He (from my playthrough experience) is one of the later companions. I ran around a lot and got a good portion of the companions and their quest before act one was done. He is also one of the few companions who openly thinks lowly of life in the commonwealth and certain citizens (if not all citizens to an extent). He did not introduce himself to Sanctuary to make friends or roots. So when he gets stuck there under the SoSu's "orders" (not letting him rot in sorrow in some random bunker) he doesn't have any comfort or companionship, in fact, I think he has more tensions and beef tbh.
I imagine the first weeks or even a month or two were rough. I don't think it is stated enough that like Danse went to that bunker intending to follow Brotherhood protocols and kill himself. SoSu may have convinced him not to in the moment but with someone like Danse, so rigid and stuck in an ideology even after it spits in his face, it's not unlikely he has a weird guilt about being alive at first. It doesn't help that I know in my heart that a few of the more petty or insensitive companions or settlers would tease him about it (playful meanness) thinking he was adjusting well (or not caring) to the Sanctuary life and coming to terms with his identity. Sometimes they go too far and it's easy to tell he's gotten back into the headspace, looking at his reflection, trying to remember concrete dates for his memories, etc..

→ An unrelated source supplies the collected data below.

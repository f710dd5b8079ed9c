//! Application state for the HTTP server.

use std::sync::Arc;

use chrono::Duration;

use crate::db::repository::FullRepository;
use crate::db::RepositoryConfig;

/// Shared application state passed to all handlers.
#[derive(Clone)]
pub struct AppState {
    /// Repository instance for database operations
    pub repository: Arc<dyn FullRepository>,
    /// How long issued session tokens stay valid
    pub session_ttl: Duration,
    /// How long team invitations stay open
    pub invitation_ttl: Duration,
}

impl AppState {
    /// Create application state with the default token lifetimes.
    pub fn new(repository: Arc<dyn FullRepository>) -> Self {
        Self::with_config(repository, &RepositoryConfig::default())
    }

    /// Create application state taking token lifetimes from a config.
    pub fn with_config(repository: Arc<dyn FullRepository>, config: &RepositoryConfig) -> Self {
        Self {
            repository,
            session_ttl: config.session_ttl(),
            invitation_ttl: config.invitation_ttl(),
        }
    }
}
fn row_to_team(row: TeamRow) -> Team {
    Team {
        id: TeamId::new(row.id),
        name: row.name,
        description: row.description,
        color_theme: row.color_theme,
        parent_team_id: row.parent_team_id.map(TeamId::new),
        created_by: UserId::new(row.created_by),
        nesting_level: row.nesting_level,
        created_at: row.created_at,
        updated_at: row.updated_at,
    }
}

fn row_to_member(row: TeamMemberRow) -> RepositoryResult<TeamMember> {
    Ok(TeamMember {
        id: row.id,
        team_id: TeamId::new(row.team_id),
        user_id: UserId::new(row.user_id),
        role: parse_stored::<TeamRole>(&row.role, "team role")?,
        invited_by: row.invited_by.map(UserId::new),
        joined_at: row.joined_at,
    })
}

fn row_to_invitation(row: TeamInvitationRow) -> RepositoryResult<TeamInvitation> {
    Ok(TeamInvitation {
        id: InvitationId::new(row.id),
        team_id: TeamId::new(row.team_id),
        email: row.email,
        invite_code: row.invite_code,
        invited_by: UserId::new(row.invited_by),
        status: parse_stored::<InvitationStatus>(&row.status, "invitation status")?,
        created_at: row.created_at,
        expires_at: row.expires_at,
    })
}

fn row_to_notification(row: NotificationRow) -> RepositoryResult<Notification> {
    Ok(Notification {
        id: NotificationId::new(row.id),
        user_id: UserId::new(row.user_id),
        kind: parse_stored::<NotificationKind>(&row.kind, "notification kind")?,
        title: row.title,
        message: row.message,
        related_id: row.related_id,
        read: row.read,
        created_at: row.created_at,
    })
}

fn row_to_file(row: GoalFileRow) -> GoalFile {
    GoalFile {
        id: FileId::new(row.id),
        goal_id: GoalId::new(row.goal_id),
        file_name: row.file_name,
        file_size: row.file_size,
        mime_type: row.mime_type,
        uploaded_by: UserId::new(row.uploaded_by),
        uploaded_at: row.uploaded_at,
    }
}

fn row_to_user_status(row: UserStatusRow) -> UserStatus {
    UserStatus {
        id: StatusId::new(row.id),
        user_id: UserId::new(row.user_id),
        name: row.name,
        color: row.color,
        icon: row.icon,
        display_order: row.display_order,
        created_at: row.created_at,
        updated_at: row.updated_at,
    }
}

I have this head canon that SoSu recognized this pattern as they had to have immense survivor's guilt (especially after being in Kellogs brain) about surviving the vault. They had the same idea about making things "fair" for the other vault dwellers and Shaun was the only thing between them and those thoughts for a while. For the first weeks it was a lot of SoSu monitoring him and making sure he was adjusting and not falling back into that thinking, y'know the whole "I am a disgrace and abomination against the Brotherhood and humanity. The only thing I can do to no longer sully the honor of either is to kill mys-" Like stopping that with minor distractions.
It would be a lot of small work and building projects and patrols for lost scavengers or to make sure no one is stalking the place. It's nice for him for a while, he's getting social interaction and he's not dead in the eyes of at least one Brotherhood member, especially one of as high rank as the SoSu. But it's also really unhealthy. Danse was trained and raised in a militaristic pseudo-religious faction. As much as there seemed to be casualness towards comrades there was a strict structure and order. He shoves the SoSu into that role and probably gets nick-named as their shadow during this period.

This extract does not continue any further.